Record set
= Beginning of Section =
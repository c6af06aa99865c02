use std::sync::Arc;

use dashmap::DashMap;
use tokio::sync::{Mutex, OwnedMutexGuard};

type LockMap = DashMap<String, Arc<Mutex<()>>>;

/// Per-key async exclusive locks. Mutations on the same key are serialized,
/// different keys proceed in parallel. An entry lives only while someone
/// holds or waits for its lock.
#[derive(Default)]
pub struct KeyedLocks {
    locks: Arc<LockMap>,
}

/// Holds one key's lock; releasing it drops the entry when nobody else is
/// waiting on the key.
pub struct KeyGuard {
    key: String,
    locks: Arc<LockMap>,
    guard: Option<OwnedMutexGuard<()>>,
}

impl KeyedLocks {
    pub fn new() -> Self {
        Self::default()
    }

    pub async fn acquire(&self, key: &str) -> KeyGuard {
        // Clone the Arc out so the shard guard is released before awaiting.
        let lock = self
            .locks
            .entry(key.to_string())
            .or_insert_with(|| Arc::new(Mutex::new(())))
            .clone();
        KeyGuard {
            key: key.to_string(),
            locks: self.locks.clone(),
            guard: Some(lock.lock_owned().await),
        }
    }

    #[cfg(test)]
    pub(crate) fn len(&self) -> usize {
        self.locks.len()
    }
}

impl Drop for KeyGuard {
    fn drop(&mut self) {
        self.guard.take();
        // The map's own reference is the only one left once no task holds or
        // awaits this mutex.
        self.locks
            .remove_if(&self.key, |_, lock| Arc::strong_count(lock) == 1);
    }
}
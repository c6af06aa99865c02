use serde::Serialize;
use serde_json::{json, Value};

use super::ToolName;

#[derive(Debug, Clone, Serialize)]
#[serde(rename_all = "camelCase")]
pub struct ToolDescriptor {
    pub name: &'static str,
    pub description: &'static str,
    pub input_schema: Value,
}

fn string(description: &str) -> Value {
    json!({ "type": "string", "description": description })
}

fn object(properties: Value, required: &[&str]) -> Value {
    json!({
        "type": "object",
        "properties": properties,
        "required": required,
        "additionalProperties": false
    })
}

fn describe(tool: ToolName) -> ToolDescriptor {
    let (description, input_schema) = match tool {
        ToolName::CreateNegotiationSession => (
            "Open a negotiation session for a set of line items.",
            object(
                json!({
                    "items": {
                        "type": "array",
                        "minItems": 1,
                        "items": object(
                            json!({
                                "sku": string("Product SKU"),
                                "quantity": { "type": "integer", "minimum": 1 },
                                "description": string("Free-text item description")
                            }),
                            &["sku", "quantity"],
                        )
                    },
                    "target_price": { "type": "number", "exclusiveMinimum": 0, "description": "Target unit price" },
                    "target_discount_percent": { "type": "number", "exclusiveMinimum": 0, "exclusiveMaximum": 100 },
                    "max_rounds": { "type": "integer", "minimum": 1, "maximum": 5, "default": 3 },
                    "supplier_ids": { "type": "array", "items": { "type": "string" }, "minItems": 1 }
                }),
                &["items"],
            ),
        ),
        ToolName::RequestSupplierQuote => (
            "Request an initial quote from a supplier.",
            object(
                json!({
                    "session_id": string("Negotiation session id"),
                    "supplier_id": string("Supplier id"),
                    "urgency": { "type": "string", "enum": ["low", "medium", "high"], "default": "medium" }
                }),
                &["session_id", "supplier_id"],
            ),
        ),
        ToolName::SubmitCounterOffer => (
            "Counter a supplier's latest offer with a lower unit price.",
            object(
                json!({
                    "session_id": string("Negotiation session id"),
                    "supplier_id": string("Supplier id"),
                    "counter_price": { "type": "number", "exclusiveMinimum": 0 },
                    "justification": string("Reason given to the supplier")
                }),
                &["session_id", "supplier_id", "counter_price", "justification"],
            ),
        ),
        ToolName::AcceptSupplierOffer => (
            "Accept a supplier's latest offer and close the session.",
            object(
                json!({
                    "session_id": string("Negotiation session id"),
                    "supplier_id": string("Winning supplier id"),
                    "notes": string("Decision notes")
                }),
                &["session_id", "supplier_id"],
            ),
        ),
        ToolName::GetNegotiationStatus => (
            "Get a session with all of its rounds.",
            object(
                json!({ "session_id": string("Negotiation session id") }),
                &["session_id"],
            ),
        ),
        ToolName::CompareNegotiationOffers => (
            "Rank the latest offer of every supplier in a session.",
            object(
                json!({
                    "session_id": string("Negotiation session id"),
                    "criteria": {
                        "type": "string",
                        "enum": ["price", "total_cost", "quality_adjusted"],
                        "default": "total_cost"
                    }
                }),
                &["session_id"],
            ),
        ),
        ToolName::CreatePaymentMandate => (
            "Issue a signed payment mandate for a negotiated order. Requires user consent.",
            object(
                json!({
                    "session_id": string("Completed negotiation session id"),
                    "supplier_id": string("Supplier to be paid"),
                    "amount": { "type": "number", "exclusiveMinimum": 0 },
                    "currency": { "type": "string", "pattern": "^[A-Z]{3}$", "default": "USD" },
                    "order_details": { "type": "object" },
                    "po_number": string("Purchase order number"),
                    "user_consent": { "type": "boolean" }
                }),
                &["supplier_id", "amount", "order_details", "user_consent"],
            ),
        ),
        ToolName::VerifyPaymentMandate => (
            "Verify a mandate's signature and expiry.",
            object(
                json!({
                    "mandate_id": string("Mandate id"),
                    "merchant_authorization": string("Merchant's authorization response")
                }),
                &["mandate_id"],
            ),
        ),
        ToolName::ExecutePaymentWithMandate => (
            "Execute a verified mandate against an external order.",
            object(
                json!({
                    "mandate_id": string("Mandate id"),
                    "external_order_ref": string("External order or purchase order reference")
                }),
                &["mandate_id", "external_order_ref"],
            ),
        ),
    };
    ToolDescriptor {
        name: tool.as_str(),
        description,
        input_schema,
    }
}

pub fn tool_descriptors() -> Vec<ToolDescriptor> {
    ToolName::ALL.into_iter().map(describe).collect()
}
= End of Section =
Work instructions
Restate every record word for word.

Exercise response
repository c6af06aa99865c02
use std::sync::Arc;

use dashmap::DashMap;
use tokio::sync::{Mutex, OwnedMutexGuard};

type LockMap = DashMap<String, Arc<Mutex<()>>>;

/// Per-key async exclusive locks. Mutations on the same key are serialized,
/// different keys proceed in parallel. An entry lives only while someone
/// holds or waits for its lock.
#[derive(Default)]
pub struct KeyedLocks {
    locks: Arc<LockMap>,
}

/// Holds one key's lock; releasing it drops the entry when nobody else is
/// waiting on the key.
pub struct KeyGuard {
    key: String,
    locks: Arc<LockMap>,
    guard: Option<OwnedMutexGuard<()>>,
}

impl KeyedLocks {
    pub fn new() -> Self {
        Self::default()
    }

    pub async fn acquire(&self, key: &str) -> KeyGuard {
        // Clone the Arc out so the shard guard is released before awaiting.
        let lock = self
            .locks
            .entry(key.to_string())
            .or_insert_with(|| Arc::new(Mutex::new(())))
            .clone();
        KeyGuard {
            key: key.to_string(),
            locks: self.locks.clone(),
            guard: Some(lock.lock_owned().await),
        }
    }

    #[cfg(test)]
    pub(crate) fn len(&self) -> usize {
        self.locks.len()
    }
}

impl Drop for KeyGuard {
    fn drop(&mut self) {
        self.guard.take();
        // The map's own reference is the only one left once no task holds or
        // awaits this mutex.
        self.locks
            .remove_if(&self.key, |_, lock| Arc::strong_count(lock) == 1);
    }
}
repository c6af06aa99865c02
use serde::Serialize;
use serde_json::{json, Value};

use super::ToolName;

#[derive(Debug, Clone, Serialize)]
#[serde(rename_all = "camelCase")]
pub struct ToolDescriptor {
    pub name: &'static str,
    pub description: &'static str,
    pub input_schema: Value,
}

fn string(description: &str) -> Value {
    json!({ "type": "string", "description": description })
}

fn object(properties: Value, required: &[&str]) -> Value {
    json!({
        "type": "object",
        "properties": properties,
        "required": required,
        "additionalProperties": false
    })
}

fn describe(tool: ToolName) -> ToolDescriptor {
    let (description, input_schema) = match tool {
        ToolName::CreateNegotiationSession => (
            "Open a negotiation session for a set of line items.",
            object(
                json!({
                    "items": {
                        "type": "array",
                        "minItems": 1,
                        "items": object(
                            json!({
                                "sku": string("Product SKU"),
                                "quantity": { "type": "integer", "minimum": 1 },
                                "description": string("Free-text item description")
                            }),
                            &["sku", "quantity"],
                        )
                    },
                    "target_price": { "type": "number", "exclusiveMinimum": 0, "description": "Target unit price" },
                    "target_discount_percent": { "type": "number", "exclusiveMinimum": 0, "exclusiveMaximum": 100 },
                    "max_rounds": { "type": "integer", "minimum": 1, "maximum": 5, "default": 3 },
                    "supplier_ids": { "type": "array", "items": { "type": "string" }, "minItems": 1 }
                }),
                &["items"],
            ),
        ),
        ToolName::RequestSupplierQuote => (
            "Request an initial quote from a supplier.",
            object(
                json!({
                    "session_id": string("Negotiation session id"),
                    "supplier_id": string("Supplier id"),
                    "urgency": { "type": "string", "enum": ["low", "medium", "high"], "default": "medium" }
                }),
                &["session_id", "supplier_id"],
            ),
        ),
        ToolName::SubmitCounterOffer => (
            "Counter a supplier's latest offer with a lower unit price.",
            object(
                json!({
                    "session_id": string("Negotiation session id"),
                    "supplier_id": string("Supplier id"),
                    "counter_price": { "type": "number", "exclusiveMinimum": 0 },
                    "justification": string("Reason given to the supplier")
                }),
                &["session_id", "supplier_id", "counter_price", "justification"],
            ),
        ),
        ToolName::AcceptSupplierOffer => (
            "Accept a supplier's latest offer and close the session.",
            object(
                json!({
                    "session_id": string("Negotiation session id"),
                    "supplier_id": string("Winning supplier id"),
                    "notes": string("Decision notes")
                }),
                &["session_id", "supplier_id"],
            ),
        ),
        ToolName::GetNegotiationStatus => (
            "Get a session with all of its rounds.",
            object(
                json!({ "session_id": string("Negotiation session id") }),
                &["session_id"],
            ),
        ),
        ToolName::CompareNegotiationOffers => (
            "Rank the latest offer of every supplier in a session.",
            object(
                json!({
                    "session_id": string("Negotiation session id"),
                    "criteria": {
                        "type": "string",
                        "enum": ["price", "total_cost", "quality_adjusted"],
                        "default": "total_cost"
                    }
                }),
                &["session_id"],
            ),
        ),
        ToolName::CreatePaymentMandate => (
            "Issue a signed payment mandate for a negotiated order. Requires user consent.",
            object(
                json!({
                    "session_id": string("Completed negotiation session id"),
                    "supplier_id": string("Supplier to be paid"),
                    "amount": { "type": "number", "exclusiveMinimum": 0 },
                    "currency": { "type": "string", "pattern": "^[A-Z]{3}$", "default": "USD" },
                    "order_details": { "type": "object" },
                    "po_number": string("Purchase order number"),
                    "user_consent": { "type": "boolean" }
                }),
                &["supplier_id", "amount", "order_details", "user_consent"],
            ),
        ),
        ToolName::VerifyPaymentMandate => (
            "Verify a mandate's signature and expiry.",
            object(
                json!({
                    "mandate_id": string("Mandate id"),
                    "merchant_authorization": string("Merchant's authorization response")
                }),
                &["mandate_id"],
            ),
        ),
        ToolName::ExecutePaymentWithMandate => (
            "Execute a verified mandate against an external order.",
            object(
                json!({
                    "mandate_id": string("Mandate id"),
                    "external_order_ref": string("External order or purchase order reference")
                }),
                &["mandate_id", "external_order_ref"],
            ),
        ),
    };
    ToolDescriptor {
        name: tool.as_str(),
        description,
        input_schema,
    }
}

pub fn tool_descriptors() -> Vec<ToolDescriptor> {
    ToolName::ALL.into_iter().map(describe).collect()
}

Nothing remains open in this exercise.